St. Ninians, Shetland, UK
Yet, what if we learned to set boundaries that promoted healthy relationships rather than built out of the need to protect ourselves from unhealthy and/or toxic relationships?
Let’s apply the quote from the beginning and use a bit of deductive reasoning:
If peace is relational and boundaries are a neccessity for healthy relationships, then peace equals the need for boundaries.
Old stone walls in Shetland were built out of need… to organize sheep and keep them situated on the grazing land and away from arable land. Those stone walls were laborious to build… extracting the stone by hand from the Earth and placing each one just right so the wall would last… for 100’s of years. This was an intentional and necessary boundary.

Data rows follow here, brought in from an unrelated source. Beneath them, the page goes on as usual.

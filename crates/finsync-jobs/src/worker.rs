//! Job worker and runner for processing pipeline jobs.

use std::collections::HashMap;
use std::sync::Arc;
use std::time::Instant;

use tokio::sync::{broadcast, mpsc, RwLock};
use tokio::time::sleep;
use tracing::{debug, error, info, instrument, warn};
use uuid::Uuid;

use finsync_core::{defaults, JobQueue, JobType, Result};

use crate::handler::{JobContext, JobHandler, JobResult};
use crate::DEFAULT_POLL_INTERVAL_MS;

/// Configuration for the job worker.
#[derive(Debug, Clone)]
pub struct WorkerConfig {
    /// Polling interval in milliseconds.
    pub poll_interval_ms: u64,
    /// Maximum number of concurrent jobs.
    pub max_concurrent_jobs: usize,
    /// Whether to enable job processing.
    pub enabled: bool,
}

impl Default for WorkerConfig {
    fn default() -> Self {
        Self {
            poll_interval_ms: DEFAULT_POLL_INTERVAL_MS,
            max_concurrent_jobs: defaults::JOB_MAX_CONCURRENT,
            enabled: true,
        }
    }
}

impl WorkerConfig {
    /// Create config from environment variables (with defaults).
    ///
    /// | Variable | Default | Description |
    /// |----------|---------|-------------|
    /// | `JOB_WORKER_ENABLED` | `true` | Enable/disable job processing |
    /// | `JOB_MAX_CONCURRENT` | `4` | Max concurrent jobs |
    /// | `JOB_POLL_INTERVAL_MS` | `500` | Polling interval when queue is empty |
    pub fn from_env() -> Self {
        let enabled = std::env::var("JOB_WORKER_ENABLED")
            .map(|v| v != "false" && v != "0")
            .unwrap_or(true);

        let max_concurrent_jobs = std::env::var("JOB_MAX_CONCURRENT")
            .ok()
            .and_then(|v| v.parse::<usize>().ok())
            .unwrap_or(defaults::JOB_MAX_CONCURRENT)
            .max(1);

        let poll_interval_ms = std::env::var("JOB_POLL_INTERVAL_MS")
            .ok()
            .and_then(|v| v.parse::<u64>().ok())
            .unwrap_or(DEFAULT_POLL_INTERVAL_MS);

        Self {
            poll_interval_ms,
            max_concurrent_jobs,
            enabled,
        }
    }

    /// Create a new config with custom poll interval.
    pub fn with_poll_interval(mut self, ms: u64) -> Self {
        self.poll_interval_ms = ms;
        self
    }

    /// Set maximum concurrent jobs.
    pub fn with_max_concurrent(mut self, max: usize) -> Self {
        self.max_concurrent_jobs = max;
        self
    }

    /// Enable or disable job processing.
    pub fn with_enabled(mut self, enabled: bool) -> Self {
        self.enabled = enabled;
        self
    }
}

/// Event emitted by the job worker.
#[derive(Debug, Clone)]
pub enum WorkerEvent {
    /// A job was started.
    JobStarted { job_id: Uuid, job_type: JobType },
    /// A job completed successfully.
    JobCompleted { job_id: Uuid, job_type: JobType },
    /// A job failed.
    JobFailed {
        job_id: Uuid,
        job_type: JobType,
        error: String,
    },
    /// Worker started.
    WorkerStarted,
    /// Worker stopped.
    WorkerStopped,
}

/// Handle for controlling a running worker.
pub struct WorkerHandle {
    shutdown_tx: mpsc::Sender<()>,
    event_rx: broadcast::Receiver<WorkerEvent>,
}

impl WorkerHandle {
    /// Signal the worker to shut down gracefully.
    pub async fn shutdown(&self) -> Result<()> {
        self.shutdown_tx
            .send(())
            .await
            .map_err(|_| finsync_core::Error::Internal("Failed to send shutdown signal".into()))?;
        Ok(())
    }

    /// Get a receiver for worker events.
    pub fn events(&self) -> broadcast::Receiver<WorkerEvent> {
        self.event_rx.resubscribe()
    }
}

/// Job worker that processes jobs from the queue.
pub struct JobWorker {
    queue: Arc<dyn JobQueue>,
    config: WorkerConfig,
    handlers: Arc<RwLock<HashMap<JobType, Arc<dyn JobHandler>>>>,
    event_tx: broadcast::Sender<WorkerEvent>,
}

impl JobWorker {
    /// Create a new job worker over a queue.
    pub fn new(queue: Arc<dyn JobQueue>, config: WorkerConfig) -> Self {
        let (event_tx, _) = broadcast::channel(defaults::EVENT_BUS_CAPACITY);
        Self {
            queue,
            config,
            handlers: Arc::new(RwLock::new(HashMap::new())),
            event_tx,
        }
    }

    /// Register a handler for a job type.
    pub async fn register_handler<H: JobHandler + 'static>(&self, handler: H) {
        let job_type = handler.job_type();
        let mut handlers = self.handlers.write().await;
        handlers.insert(job_type, Arc::new(handler));
        debug!(?job_type, "Registered job handler");
    }

    /// Start the worker and return a handle for control.
    pub fn start(self) -> WorkerHandle {
        let (shutdown_tx, mut shutdown_rx) = mpsc::channel(1);
        let event_rx = self.event_tx.subscribe();

        let worker = Arc::new(self);
        let worker_clone = worker.clone();

        tokio::spawn(async move {
            worker_clone.run(&mut shutdown_rx).await;
        });

        WorkerHandle {
            shutdown_tx,
            event_rx,
        }
    }

    /// Run the worker loop with concurrent job processing.
    ///
    /// Keeps up to `max_concurrent_jobs` in flight and continues
    /// claiming as slots free up. The orchestrator job waits on the
    /// account jobs it fans out, so a slot held by a parent must never
    /// block its children from being claimed.
    #[instrument(skip(self, shutdown_rx))]
    async fn run(&self, shutdown_rx: &mut mpsc::Receiver<()>) {
        if !self.config.enabled {
            info!("Job worker is disabled, not starting");
            return;
        }

        info!(
            poll_interval_ms = self.config.poll_interval_ms,
            max_concurrent = self.config.max_concurrent_jobs,
            "Job worker started"
        );

        let _ = self.event_tx.send(WorkerEvent::WorkerStarted);

        let poll_interval = std::time::Duration::from_millis(self.config.poll_interval_ms);
        let max_concurrent = self.config.max_concurrent_jobs;
        let mut tasks = tokio::task::JoinSet::new();

        loop {
            if shutdown_rx.try_recv().is_ok() {
                info!("Job worker received shutdown signal");
                break;
            }

            // Reap finished jobs without blocking.
            while let Some(result) = tasks.try_join_next() {
                if let Err(e) = result {
                    error!(error = ?e, "Job task panicked");
                }
            }

            // Fill free slots.
            let mut claimed = 0;
            while tasks.len() < max_concurrent {
                match self.claim_job().await {
                    Some(job) => {
                        claimed += 1;
                        let worker = self.clone_refs();
                        tasks.spawn(async move {
                            worker.execute_job(job).await;
                        });
                    }
                    None => break,
                }
            }

            if claimed > 0 {
                debug!(claimed, in_flight = tasks.len(), "Claimed jobs");
                continue;
            }

            // Nothing claimable right now; sleep before polling again.
            tokio::select! {
                _ = shutdown_rx.recv() => {
                    info!("Job worker received shutdown signal");
                    break;
                }
                _ = sleep(poll_interval) => {}
            }
        }

        // Let in-flight jobs finish before stopping.
        while let Some(result) = tasks.join_next().await {
            if let Err(e) = result {
                error!(error = ?e, "Job task panicked");
            }
        }

        let _ = self.event_tx.send(WorkerEvent::WorkerStopped);
        info!("Job worker stopped");
    }

    /// Claim the next available job without processing it.
    async fn claim_job(&self) -> Option<finsync_core::Job> {
        let job_types: Vec<JobType> = {
            let handlers = self.handlers.read().await;
            handlers.keys().copied().collect()
        };

        match self.queue.claim_next_for_types(&job_types).await {
            Ok(Some(job)) => Some(job),
            Ok(None) => None,
            Err(e) => {
                error!(error = ?e, "Failed to claim job");
                None
            }
        }
    }

    /// Clone references needed for spawned job tasks.
    fn clone_refs(&self) -> JobWorkerRef {
        JobWorkerRef {
            queue: self.queue.clone(),
            handlers: self.handlers.clone(),
            event_tx: self.event_tx.clone(),
        }
    }

    /// Get a receiver for worker events.
    pub fn events(&self) -> broadcast::Receiver<WorkerEvent> {
        self.event_tx.subscribe()
    }

    /// Get the pending job count.
    pub async fn pending_count(&self) -> Result<i64> {
        self.queue.pending_count().await
    }
}

/// Lightweight reference bundle for executing a single job in a spawned
/// task.
struct JobWorkerRef {
    queue: Arc<dyn JobQueue>,
    handlers: Arc<RwLock<HashMap<JobType, Arc<dyn JobHandler>>>>,
    event_tx: broadcast::Sender<WorkerEvent>,
}

impl JobWorkerRef {
    /// Execute a single claimed job under its per-type timeout.
    async fn execute_job(self, job: finsync_core::Job) {
        let start = Instant::now();
        let job_id = job.id;
        let job_type = job.job_type;

        info!(?job_id, ?job_type, "Processing job");

        let _ = self
            .event_tx
            .send(WorkerEvent::JobStarted { job_id, job_type });

        let handler = {
            let handlers = self.handlers.read().await;
            handlers.get(&job_type).cloned()
        };

        let result = match handler {
            Some(handler) => {
                let ctx = JobContext::new(job);
                let budget = job_type.timeout();
                match tokio::time::timeout(budget, handler.execute(ctx)).await {
                    Ok(result) => result,
                    Err(_) => {
                        warn!(
                            ?job_id,
                            ?job_type,
                            "Job exceeded timeout of {}s",
                            budget.as_secs()
                        );
                        JobResult::Retry(format!(
                            "Job exceeded timeout of {}s",
                            budget.as_secs()
                        ))
                    }
                }
            }
            None => {
                warn!(?job_type, "No handler registered for job type");
                JobResult::Failed(format!("No handler for job type: {:?}", job_type))
            }
        };

        match result {
            JobResult::Success => {
                if let Err(e) = self.queue.complete(job_id).await {
                    error!(error = ?e, ?job_id, "Failed to mark job as completed");
                } else {
                    info!(
                        ?job_id,
                        ?job_type,
                        duration_ms = start.elapsed().as_millis() as u64,
                        "Job completed successfully"
                    );
                    let _ = self
                        .event_tx
                        .send(WorkerEvent::JobCompleted { job_id, job_type });
                }
            }
            JobResult::Failed(error) | JobResult::Retry(error) => {
                if let Err(e) = self.queue.fail(job_id, &error).await {
                    error!(error = ?e, ?job_id, "Failed to mark job as failed");
                } else {
                    warn!(
                        ?job_id,
                        ?job_type,
                        %error,
                        duration_ms = start.elapsed().as_millis() as u64,
                        "Job failed"
                    );
                    let _ = self.event_tx.send(WorkerEvent::JobFailed {
                        job_id,
                        job_type,
                        error,
                    });
                }
            }
        }
    }
}

/// Builder for creating a job worker with handlers.
pub struct WorkerBuilder {
    queue: Arc<dyn JobQueue>,
    config: WorkerConfig,
    handlers: Vec<Box<dyn JobHandler>>,
}

impl WorkerBuilder {
    /// Create a new worker builder.
    pub fn new(queue: Arc<dyn JobQueue>) -> Self {
        Self {
            queue,
            config: WorkerConfig::default(),
            handlers: Vec::new(),
        }
    }

    /// Set the worker configuration.
    pub fn with_config(mut self, config: WorkerConfig) -> Self {
        self.config = config;
        self
    }

    /// Add a handler.
    pub fn with_handler<H: JobHandler + 'static>(mut self, handler: H) -> Self {
        self.handlers.push(Box::new(handler));
        self
    }

    /// Build and return the worker.
    pub async fn build(self) -> JobWorker {
        let worker = JobWorker::new(self.queue, self.config);

        for handler in self.handlers {
            let job_type = handler.job_type();
            let mut handlers = worker.handlers.write().await;
            handlers.insert(job_type, Arc::from(handler));
        }

        worker
    }
}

Many of these walls are no longer needed… yet they persist, etched in the landscape.
What walls or boundaries have you built that were needed yet persisted over time?
I, myself, am working on taking down some old walls and establishing some new boundaries. And this book, has been mightily helpful.
The idea of a boundary can conjure up feelings of rigidity, inflexibility, control… all words I would not associate with peace, nor healthy relationships. When I stop to think about other barriers that are fluid, adaptable, resilient and strong…
a cell membrane comes to mind…
the phospholipid bilayer. We have 1000’s of cells in our bodies where the “wall” is created from tiny fatty acids that organize in a way that is semi-permeable… beneficial nutrients are allowed entry either passively or actively into the cell promoting health and ultimately, the survival of the person.
This clever little membrane (boundary) can also have channels… highly-regulated openings or “gates.”
When we establish healthy boundaries, we need gates… as the initial quote says, “boundaries are the gateway to healthy relationships.”
Cottage in Yell, UK
Gate and fence protected by a trowie, Walls, Shetland, UK
Peace nugget #5
Take some time today to ponder what it means to establish boundaries that are fluid and adaptable. Do you have some boundaries that need reconstructing? Do you need to insert a gate?
Other:
Some have asked where the photos from yesterday were taken. All of them are from my travels to Shetland in 2023. Based on the number of door photos I have taken, I must have a thing for doors… there are many more.
Thank you for all your responses to “doorways.” So many wonderful comments and thoughts about the doors in our lives. I spent a lot of time pondering your responses. I appreciate all of you!